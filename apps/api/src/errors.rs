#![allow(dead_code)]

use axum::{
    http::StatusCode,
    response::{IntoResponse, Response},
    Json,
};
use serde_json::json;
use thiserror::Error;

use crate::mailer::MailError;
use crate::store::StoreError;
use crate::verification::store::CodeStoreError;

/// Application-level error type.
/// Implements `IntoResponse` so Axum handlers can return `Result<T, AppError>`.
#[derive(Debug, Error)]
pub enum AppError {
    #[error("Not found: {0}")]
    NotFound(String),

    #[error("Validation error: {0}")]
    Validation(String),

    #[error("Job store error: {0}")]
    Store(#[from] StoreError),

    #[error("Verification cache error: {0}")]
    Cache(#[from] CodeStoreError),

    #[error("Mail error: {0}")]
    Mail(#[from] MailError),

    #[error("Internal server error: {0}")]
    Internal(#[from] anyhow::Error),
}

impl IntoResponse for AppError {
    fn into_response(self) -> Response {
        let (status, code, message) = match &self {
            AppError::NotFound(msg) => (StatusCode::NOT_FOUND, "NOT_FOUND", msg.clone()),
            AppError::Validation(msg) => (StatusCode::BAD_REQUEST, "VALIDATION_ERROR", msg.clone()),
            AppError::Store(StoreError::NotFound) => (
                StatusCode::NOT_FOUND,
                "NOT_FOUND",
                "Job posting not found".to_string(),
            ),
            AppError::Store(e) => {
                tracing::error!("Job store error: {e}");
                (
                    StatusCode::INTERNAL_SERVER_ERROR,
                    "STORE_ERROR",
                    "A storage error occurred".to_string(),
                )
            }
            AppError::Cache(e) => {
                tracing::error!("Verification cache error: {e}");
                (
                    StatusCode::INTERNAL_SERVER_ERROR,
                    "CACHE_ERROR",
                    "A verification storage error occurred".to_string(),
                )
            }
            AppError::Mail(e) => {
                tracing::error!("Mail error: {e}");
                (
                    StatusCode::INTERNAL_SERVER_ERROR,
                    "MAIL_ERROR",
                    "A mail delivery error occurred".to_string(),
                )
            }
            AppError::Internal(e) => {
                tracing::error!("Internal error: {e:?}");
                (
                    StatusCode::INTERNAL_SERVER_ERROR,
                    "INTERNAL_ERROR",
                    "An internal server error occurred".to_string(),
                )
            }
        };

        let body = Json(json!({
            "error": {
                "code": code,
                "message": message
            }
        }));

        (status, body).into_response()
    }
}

__________

> [TASK INSTRUCTIONS]: Each of the records should be retyped exactly.

> [WRITTEN ANSWER]:
filename apps/api/src/errors.rs
#![allow(dead_code)]

use axum::{
    http::StatusCode,
    response::{IntoResponse, Response},
    Json,
};
use serde_json::json;
use thiserror::Error;

use crate::mailer::MailError;
use crate::store::StoreError;
use crate::verification::store::CodeStoreError;

/// Application-level error type.
/// Implements `IntoResponse` so Axum handlers can return `Result<T, AppError>`.
#[derive(Debug, Error)]
pub enum AppError {
    #[error("Not found: {0}")]
    NotFound(String),

    #[error("Validation error: {0}")]
    Validation(String),

    #[error("Job store error: {0}")]
    Store(#[from] StoreError),

    #[error("Verification cache error: {0}")]
    Cache(#[from] CodeStoreError),

    #[error("Mail error: {0}")]
    Mail(#[from] MailError),

    #[error("Internal server error: {0}")]
    Internal(#[from] anyhow::Error),
}

impl IntoResponse for AppError {
    fn into_response(self) -> Response {
        let (status, code, message) = match &self {
            AppError::NotFound(msg) => (StatusCode::NOT_FOUND, "NOT_FOUND", msg.clone()),
            AppError::Validation(msg) => (StatusCode::BAD_REQUEST, "VALIDATION_ERROR", msg.clone()),
            AppError::Store(StoreError::NotFound) => (
                StatusCode::NOT_FOUND,
                "NOT_FOUND",
                "Job posting not found".to_string(),
            ),
            AppError::Store(e) => {
                tracing::error!("Job store error: {e}");
                (
                    StatusCode::INTERNAL_SERVER_ERROR,
                    "STORE_ERROR",
                    "A storage error occurred".to_string(),
                )
            }
            AppError::Cache(e) => {
                tracing::error!("Verification cache error: {e}");
                (
                    StatusCode::INTERNAL_SERVER_ERROR,
                    "CACHE_ERROR",
                    "A verification storage error occurred".to_string(),
                )
            }
            AppError::Mail(e) => {
                tracing::error!("Mail error: {e}");
                (
                    StatusCode::INTERNAL_SERVER_ERROR,
                    "MAIL_ERROR",
                    "A mail delivery error occurred".to_string(),
                )
            }
            AppError::Internal(e) => {
                tracing::error!("Internal error: {e:?}");
                (
                    StatusCode::INTERNAL_SERVER_ERROR,
                    "INTERNAL_ERROR",
                    "An internal server error occurred".to_string(),
                )
            }
        };

        let body = Json(json!({
            "error": {
                "code": code,
                "message": message
            }
        }));

        (status, body).into_response()
    }
}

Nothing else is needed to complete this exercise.